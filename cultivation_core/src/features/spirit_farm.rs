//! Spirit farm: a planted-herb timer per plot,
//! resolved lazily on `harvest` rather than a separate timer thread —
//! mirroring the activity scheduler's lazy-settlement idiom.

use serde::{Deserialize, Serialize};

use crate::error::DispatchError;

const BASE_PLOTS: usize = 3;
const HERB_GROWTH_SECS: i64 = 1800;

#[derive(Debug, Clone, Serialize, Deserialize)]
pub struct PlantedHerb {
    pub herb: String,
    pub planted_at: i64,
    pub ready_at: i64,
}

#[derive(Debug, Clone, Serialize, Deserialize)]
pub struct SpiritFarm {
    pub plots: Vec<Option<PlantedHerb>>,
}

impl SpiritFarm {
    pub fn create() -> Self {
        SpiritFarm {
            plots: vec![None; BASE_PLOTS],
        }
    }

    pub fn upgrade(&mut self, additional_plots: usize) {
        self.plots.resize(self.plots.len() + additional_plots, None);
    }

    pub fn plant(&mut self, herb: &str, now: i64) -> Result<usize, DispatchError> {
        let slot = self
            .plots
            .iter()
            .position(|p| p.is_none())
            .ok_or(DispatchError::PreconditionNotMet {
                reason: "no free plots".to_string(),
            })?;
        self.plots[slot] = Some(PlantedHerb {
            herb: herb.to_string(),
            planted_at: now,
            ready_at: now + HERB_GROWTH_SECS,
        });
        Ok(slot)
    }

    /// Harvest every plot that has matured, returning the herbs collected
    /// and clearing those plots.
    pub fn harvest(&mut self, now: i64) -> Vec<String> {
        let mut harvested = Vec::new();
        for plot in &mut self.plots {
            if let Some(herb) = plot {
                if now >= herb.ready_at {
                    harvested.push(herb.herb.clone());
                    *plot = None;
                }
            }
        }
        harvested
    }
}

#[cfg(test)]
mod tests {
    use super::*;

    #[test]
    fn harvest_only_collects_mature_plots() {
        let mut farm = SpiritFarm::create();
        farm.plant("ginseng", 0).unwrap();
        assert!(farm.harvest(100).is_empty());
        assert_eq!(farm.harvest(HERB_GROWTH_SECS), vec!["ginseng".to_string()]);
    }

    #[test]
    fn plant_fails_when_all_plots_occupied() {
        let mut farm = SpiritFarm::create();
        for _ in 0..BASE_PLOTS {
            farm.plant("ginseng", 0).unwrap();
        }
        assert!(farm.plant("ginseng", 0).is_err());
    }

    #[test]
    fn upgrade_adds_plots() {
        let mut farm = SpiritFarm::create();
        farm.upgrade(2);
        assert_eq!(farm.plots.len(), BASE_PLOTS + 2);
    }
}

..............................

• Task prompt: Find the word "harvested" in the records, and report each line that has it.

• Solved exercise:
        let mut harvested = Vec::new();
                    harvested.push(herb.herb.clone());
        harvested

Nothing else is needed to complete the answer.